» Directions: Copy out each line of the material in which the word "alarm" appears.

^^^^^^^^^^^^^^^^

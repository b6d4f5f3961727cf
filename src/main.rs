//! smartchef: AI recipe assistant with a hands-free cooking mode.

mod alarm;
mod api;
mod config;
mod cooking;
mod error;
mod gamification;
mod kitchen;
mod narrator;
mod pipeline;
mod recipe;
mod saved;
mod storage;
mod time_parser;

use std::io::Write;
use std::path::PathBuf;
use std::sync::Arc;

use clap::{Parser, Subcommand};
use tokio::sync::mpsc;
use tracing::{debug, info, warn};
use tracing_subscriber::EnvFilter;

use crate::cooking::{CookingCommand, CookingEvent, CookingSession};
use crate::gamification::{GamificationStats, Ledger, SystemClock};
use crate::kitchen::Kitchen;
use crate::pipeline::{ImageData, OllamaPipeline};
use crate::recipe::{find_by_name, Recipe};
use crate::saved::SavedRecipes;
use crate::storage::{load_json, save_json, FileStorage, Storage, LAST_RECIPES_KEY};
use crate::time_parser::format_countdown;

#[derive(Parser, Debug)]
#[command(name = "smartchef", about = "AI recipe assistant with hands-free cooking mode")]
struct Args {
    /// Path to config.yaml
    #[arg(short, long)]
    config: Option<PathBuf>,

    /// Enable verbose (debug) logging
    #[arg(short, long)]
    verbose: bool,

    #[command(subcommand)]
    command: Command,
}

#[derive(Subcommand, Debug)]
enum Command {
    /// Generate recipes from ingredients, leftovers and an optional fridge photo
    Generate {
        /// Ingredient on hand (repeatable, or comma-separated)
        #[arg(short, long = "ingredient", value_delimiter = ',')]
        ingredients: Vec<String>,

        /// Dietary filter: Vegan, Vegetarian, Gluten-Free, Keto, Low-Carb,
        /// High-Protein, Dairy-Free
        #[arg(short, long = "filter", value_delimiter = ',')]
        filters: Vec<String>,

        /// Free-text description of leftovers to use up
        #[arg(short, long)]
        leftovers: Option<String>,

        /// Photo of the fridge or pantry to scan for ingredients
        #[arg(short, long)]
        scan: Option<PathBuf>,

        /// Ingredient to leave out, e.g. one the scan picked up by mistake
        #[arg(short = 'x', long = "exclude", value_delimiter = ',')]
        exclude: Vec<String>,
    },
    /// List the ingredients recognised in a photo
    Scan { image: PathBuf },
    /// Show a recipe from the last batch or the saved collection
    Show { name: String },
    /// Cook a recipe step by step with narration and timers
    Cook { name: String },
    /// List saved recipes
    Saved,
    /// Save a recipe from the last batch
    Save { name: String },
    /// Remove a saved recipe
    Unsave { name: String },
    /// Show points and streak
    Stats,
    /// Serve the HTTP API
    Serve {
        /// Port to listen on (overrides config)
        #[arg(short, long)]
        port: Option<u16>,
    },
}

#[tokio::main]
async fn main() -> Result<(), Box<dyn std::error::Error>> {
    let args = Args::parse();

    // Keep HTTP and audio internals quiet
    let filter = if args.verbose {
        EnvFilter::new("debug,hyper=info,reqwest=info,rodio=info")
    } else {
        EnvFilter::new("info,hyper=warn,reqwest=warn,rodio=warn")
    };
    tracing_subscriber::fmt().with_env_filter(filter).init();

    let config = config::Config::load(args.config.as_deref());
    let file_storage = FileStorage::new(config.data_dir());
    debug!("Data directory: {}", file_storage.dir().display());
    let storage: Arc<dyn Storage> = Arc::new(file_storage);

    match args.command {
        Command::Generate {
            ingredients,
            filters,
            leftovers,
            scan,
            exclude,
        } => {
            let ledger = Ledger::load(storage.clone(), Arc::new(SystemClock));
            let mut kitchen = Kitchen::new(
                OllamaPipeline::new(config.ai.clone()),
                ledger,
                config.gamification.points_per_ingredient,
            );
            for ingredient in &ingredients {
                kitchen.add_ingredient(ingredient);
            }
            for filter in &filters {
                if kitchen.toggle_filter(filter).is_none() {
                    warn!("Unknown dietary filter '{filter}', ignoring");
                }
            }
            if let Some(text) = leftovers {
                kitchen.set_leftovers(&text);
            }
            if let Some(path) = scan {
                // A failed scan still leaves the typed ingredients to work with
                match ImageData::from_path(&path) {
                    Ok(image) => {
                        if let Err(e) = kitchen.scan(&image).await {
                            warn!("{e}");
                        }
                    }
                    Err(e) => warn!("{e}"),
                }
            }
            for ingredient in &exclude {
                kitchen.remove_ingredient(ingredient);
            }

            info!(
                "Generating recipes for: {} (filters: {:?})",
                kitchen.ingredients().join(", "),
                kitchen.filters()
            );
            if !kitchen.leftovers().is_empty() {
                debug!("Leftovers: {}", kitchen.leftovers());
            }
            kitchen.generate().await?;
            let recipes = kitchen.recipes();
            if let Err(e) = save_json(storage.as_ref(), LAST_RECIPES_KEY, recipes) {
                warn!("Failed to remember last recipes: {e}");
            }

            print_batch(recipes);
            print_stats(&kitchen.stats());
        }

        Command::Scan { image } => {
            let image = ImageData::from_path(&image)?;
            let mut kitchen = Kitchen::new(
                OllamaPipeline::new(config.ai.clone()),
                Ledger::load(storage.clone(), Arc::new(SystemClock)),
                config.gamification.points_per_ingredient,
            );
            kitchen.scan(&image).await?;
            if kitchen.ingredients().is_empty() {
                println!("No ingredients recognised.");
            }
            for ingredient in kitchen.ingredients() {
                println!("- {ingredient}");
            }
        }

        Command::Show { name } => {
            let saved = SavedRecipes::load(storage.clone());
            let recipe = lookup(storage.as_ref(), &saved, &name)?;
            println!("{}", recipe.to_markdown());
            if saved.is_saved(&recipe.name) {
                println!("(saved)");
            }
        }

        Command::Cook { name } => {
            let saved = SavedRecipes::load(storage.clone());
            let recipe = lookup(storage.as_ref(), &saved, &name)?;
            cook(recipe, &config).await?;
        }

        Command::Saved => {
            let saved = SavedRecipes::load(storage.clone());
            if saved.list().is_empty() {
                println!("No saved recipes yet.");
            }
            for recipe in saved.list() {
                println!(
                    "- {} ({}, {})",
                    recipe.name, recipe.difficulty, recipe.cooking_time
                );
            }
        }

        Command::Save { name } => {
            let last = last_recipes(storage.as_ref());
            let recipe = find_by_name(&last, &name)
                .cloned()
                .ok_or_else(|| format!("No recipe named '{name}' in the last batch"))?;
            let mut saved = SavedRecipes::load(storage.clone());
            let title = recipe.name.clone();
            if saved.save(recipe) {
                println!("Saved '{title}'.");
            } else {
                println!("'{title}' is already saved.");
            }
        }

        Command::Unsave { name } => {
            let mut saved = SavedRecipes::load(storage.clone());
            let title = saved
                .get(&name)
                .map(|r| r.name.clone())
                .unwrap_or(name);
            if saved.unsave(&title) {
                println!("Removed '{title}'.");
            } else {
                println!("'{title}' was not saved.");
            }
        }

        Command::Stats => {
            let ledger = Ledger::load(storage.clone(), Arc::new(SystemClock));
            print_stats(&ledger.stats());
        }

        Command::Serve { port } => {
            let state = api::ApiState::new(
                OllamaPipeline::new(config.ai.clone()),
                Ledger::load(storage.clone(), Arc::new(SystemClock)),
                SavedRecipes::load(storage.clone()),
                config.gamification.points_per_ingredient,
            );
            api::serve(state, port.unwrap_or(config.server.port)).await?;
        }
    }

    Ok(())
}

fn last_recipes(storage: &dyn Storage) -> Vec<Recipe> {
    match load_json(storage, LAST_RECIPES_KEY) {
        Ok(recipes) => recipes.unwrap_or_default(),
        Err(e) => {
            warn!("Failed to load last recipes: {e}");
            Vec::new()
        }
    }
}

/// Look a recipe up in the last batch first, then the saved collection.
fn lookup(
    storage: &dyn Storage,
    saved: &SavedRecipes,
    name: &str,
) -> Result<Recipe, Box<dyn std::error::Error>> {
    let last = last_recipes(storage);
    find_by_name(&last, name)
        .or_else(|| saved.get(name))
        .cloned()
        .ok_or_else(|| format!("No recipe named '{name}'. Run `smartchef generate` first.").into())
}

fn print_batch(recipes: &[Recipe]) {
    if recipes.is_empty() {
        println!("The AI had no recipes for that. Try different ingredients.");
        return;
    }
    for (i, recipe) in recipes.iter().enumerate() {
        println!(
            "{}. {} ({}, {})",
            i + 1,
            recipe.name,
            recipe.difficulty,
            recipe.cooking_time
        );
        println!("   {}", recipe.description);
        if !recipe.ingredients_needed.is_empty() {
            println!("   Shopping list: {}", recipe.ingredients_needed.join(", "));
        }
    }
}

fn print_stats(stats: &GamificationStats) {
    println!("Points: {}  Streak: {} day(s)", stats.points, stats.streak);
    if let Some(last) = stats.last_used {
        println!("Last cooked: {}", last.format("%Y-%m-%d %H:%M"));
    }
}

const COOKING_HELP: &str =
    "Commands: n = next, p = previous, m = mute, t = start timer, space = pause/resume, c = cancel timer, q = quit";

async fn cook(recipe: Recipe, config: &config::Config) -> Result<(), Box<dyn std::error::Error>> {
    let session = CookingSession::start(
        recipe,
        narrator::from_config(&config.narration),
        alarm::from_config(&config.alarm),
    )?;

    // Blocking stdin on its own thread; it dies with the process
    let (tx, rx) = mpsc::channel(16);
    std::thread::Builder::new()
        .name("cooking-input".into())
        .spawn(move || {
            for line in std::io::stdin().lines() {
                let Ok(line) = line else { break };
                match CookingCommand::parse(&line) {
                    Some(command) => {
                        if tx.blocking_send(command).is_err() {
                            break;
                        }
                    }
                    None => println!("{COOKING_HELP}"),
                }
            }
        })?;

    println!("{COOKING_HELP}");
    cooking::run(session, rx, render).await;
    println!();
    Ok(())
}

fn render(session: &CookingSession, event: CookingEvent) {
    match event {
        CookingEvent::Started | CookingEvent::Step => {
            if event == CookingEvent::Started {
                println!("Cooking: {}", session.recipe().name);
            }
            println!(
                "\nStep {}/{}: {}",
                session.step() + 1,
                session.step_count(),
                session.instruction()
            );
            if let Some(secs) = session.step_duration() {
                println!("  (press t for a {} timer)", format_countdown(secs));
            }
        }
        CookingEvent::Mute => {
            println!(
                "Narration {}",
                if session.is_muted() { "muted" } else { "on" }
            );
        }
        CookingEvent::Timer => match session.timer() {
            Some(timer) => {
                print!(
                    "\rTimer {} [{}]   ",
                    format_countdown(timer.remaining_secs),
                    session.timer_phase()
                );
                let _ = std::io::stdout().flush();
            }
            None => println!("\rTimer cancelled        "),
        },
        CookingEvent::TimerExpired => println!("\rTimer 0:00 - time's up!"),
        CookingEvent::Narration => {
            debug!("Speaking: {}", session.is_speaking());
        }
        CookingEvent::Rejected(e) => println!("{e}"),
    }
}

^^^^^^^^^^^^^^^^

» Exercise result:
mod alarm;
        alarm::from_config(&config.alarm),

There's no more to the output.